EXERCISE DETAILS - From the data below, set down exactly the lines between the one holding "pub const TRANSFORM: &str" and the one holding "pub const MIN_DIGITS: &str", inclusive, and no others.

START RECORDS SHOWN

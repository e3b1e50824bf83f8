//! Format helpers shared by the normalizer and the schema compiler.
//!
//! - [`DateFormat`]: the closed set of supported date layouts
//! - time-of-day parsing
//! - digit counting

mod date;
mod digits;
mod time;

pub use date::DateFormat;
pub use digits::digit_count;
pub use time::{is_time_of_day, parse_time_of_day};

END RECORDS SHOWN
START RECORDS SHOWN

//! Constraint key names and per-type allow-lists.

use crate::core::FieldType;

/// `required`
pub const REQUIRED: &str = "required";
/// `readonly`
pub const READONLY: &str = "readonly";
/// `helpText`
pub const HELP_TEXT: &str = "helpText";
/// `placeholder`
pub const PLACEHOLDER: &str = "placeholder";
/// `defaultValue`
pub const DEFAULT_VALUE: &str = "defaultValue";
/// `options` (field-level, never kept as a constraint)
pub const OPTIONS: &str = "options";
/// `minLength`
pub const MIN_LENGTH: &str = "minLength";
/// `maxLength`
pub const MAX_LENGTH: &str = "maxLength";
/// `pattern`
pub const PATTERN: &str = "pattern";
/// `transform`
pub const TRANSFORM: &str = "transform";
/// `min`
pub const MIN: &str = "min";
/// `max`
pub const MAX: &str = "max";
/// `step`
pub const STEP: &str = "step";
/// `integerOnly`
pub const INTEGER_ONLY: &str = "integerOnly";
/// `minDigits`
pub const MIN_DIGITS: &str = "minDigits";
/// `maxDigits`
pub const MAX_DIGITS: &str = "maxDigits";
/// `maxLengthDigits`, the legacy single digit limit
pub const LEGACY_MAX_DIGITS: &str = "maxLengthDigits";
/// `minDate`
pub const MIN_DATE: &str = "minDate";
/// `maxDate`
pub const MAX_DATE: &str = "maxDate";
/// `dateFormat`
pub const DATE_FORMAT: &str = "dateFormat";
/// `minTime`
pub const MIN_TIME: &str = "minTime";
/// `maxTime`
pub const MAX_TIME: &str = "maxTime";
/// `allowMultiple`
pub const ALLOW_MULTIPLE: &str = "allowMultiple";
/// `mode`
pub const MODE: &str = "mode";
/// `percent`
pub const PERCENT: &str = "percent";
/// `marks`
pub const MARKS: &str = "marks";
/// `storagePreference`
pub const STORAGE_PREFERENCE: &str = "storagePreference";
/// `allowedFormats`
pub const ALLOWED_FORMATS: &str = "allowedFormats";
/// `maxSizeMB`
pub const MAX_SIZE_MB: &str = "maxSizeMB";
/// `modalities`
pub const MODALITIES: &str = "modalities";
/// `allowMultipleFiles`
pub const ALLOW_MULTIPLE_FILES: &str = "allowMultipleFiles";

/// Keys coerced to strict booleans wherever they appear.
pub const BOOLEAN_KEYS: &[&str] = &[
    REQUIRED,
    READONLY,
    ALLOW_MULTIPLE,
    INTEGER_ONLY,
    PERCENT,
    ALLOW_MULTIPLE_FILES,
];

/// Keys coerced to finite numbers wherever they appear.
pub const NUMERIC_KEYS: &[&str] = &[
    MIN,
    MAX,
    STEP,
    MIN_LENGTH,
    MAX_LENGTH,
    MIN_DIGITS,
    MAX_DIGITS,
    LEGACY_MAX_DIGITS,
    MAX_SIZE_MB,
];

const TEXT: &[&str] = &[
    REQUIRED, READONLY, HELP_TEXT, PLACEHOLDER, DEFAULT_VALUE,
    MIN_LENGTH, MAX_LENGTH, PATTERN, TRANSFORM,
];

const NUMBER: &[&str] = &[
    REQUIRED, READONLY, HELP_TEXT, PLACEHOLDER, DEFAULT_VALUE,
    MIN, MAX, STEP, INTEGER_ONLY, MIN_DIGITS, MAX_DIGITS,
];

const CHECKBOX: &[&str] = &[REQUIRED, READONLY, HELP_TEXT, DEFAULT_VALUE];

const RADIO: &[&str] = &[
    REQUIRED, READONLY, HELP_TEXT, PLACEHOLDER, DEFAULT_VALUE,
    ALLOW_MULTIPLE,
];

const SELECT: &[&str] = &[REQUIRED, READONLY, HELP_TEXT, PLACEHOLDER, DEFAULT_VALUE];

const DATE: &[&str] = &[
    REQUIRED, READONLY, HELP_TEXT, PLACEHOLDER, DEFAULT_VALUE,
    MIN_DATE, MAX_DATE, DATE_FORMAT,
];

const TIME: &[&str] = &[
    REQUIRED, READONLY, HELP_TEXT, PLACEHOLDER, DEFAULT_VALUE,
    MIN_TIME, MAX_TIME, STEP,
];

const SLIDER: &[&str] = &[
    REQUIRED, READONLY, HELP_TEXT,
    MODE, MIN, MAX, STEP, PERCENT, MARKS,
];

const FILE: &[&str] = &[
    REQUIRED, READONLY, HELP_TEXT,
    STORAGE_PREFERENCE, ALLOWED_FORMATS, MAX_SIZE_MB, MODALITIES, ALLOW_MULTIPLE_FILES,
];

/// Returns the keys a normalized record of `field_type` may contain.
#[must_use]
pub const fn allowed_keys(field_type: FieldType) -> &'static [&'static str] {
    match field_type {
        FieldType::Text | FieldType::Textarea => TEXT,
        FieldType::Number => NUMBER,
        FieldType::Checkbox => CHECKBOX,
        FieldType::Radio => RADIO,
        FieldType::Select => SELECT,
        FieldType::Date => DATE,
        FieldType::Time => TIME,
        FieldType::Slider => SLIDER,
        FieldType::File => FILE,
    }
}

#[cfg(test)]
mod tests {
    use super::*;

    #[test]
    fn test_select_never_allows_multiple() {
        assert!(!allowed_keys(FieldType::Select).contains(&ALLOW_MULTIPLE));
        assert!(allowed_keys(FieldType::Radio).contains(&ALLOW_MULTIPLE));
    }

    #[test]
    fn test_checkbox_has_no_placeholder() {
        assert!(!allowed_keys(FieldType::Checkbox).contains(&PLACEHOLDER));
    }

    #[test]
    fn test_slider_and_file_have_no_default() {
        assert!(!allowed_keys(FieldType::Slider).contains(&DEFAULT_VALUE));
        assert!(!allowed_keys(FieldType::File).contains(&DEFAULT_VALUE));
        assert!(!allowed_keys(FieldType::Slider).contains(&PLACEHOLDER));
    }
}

END RECORDS SHOWN

YOUR SOLUTION -
pub const TRANSFORM: &str = "transform";
/// `min`
pub const MIN: &str = "min";
/// `max`
pub const MAX: &str = "max";
/// `step`
pub const STEP: &str = "step";
/// `integerOnly`
pub const INTEGER_ONLY: &str = "integerOnly";
/// `minDigits`
pub const MIN_DIGITS: &str = "minDigits";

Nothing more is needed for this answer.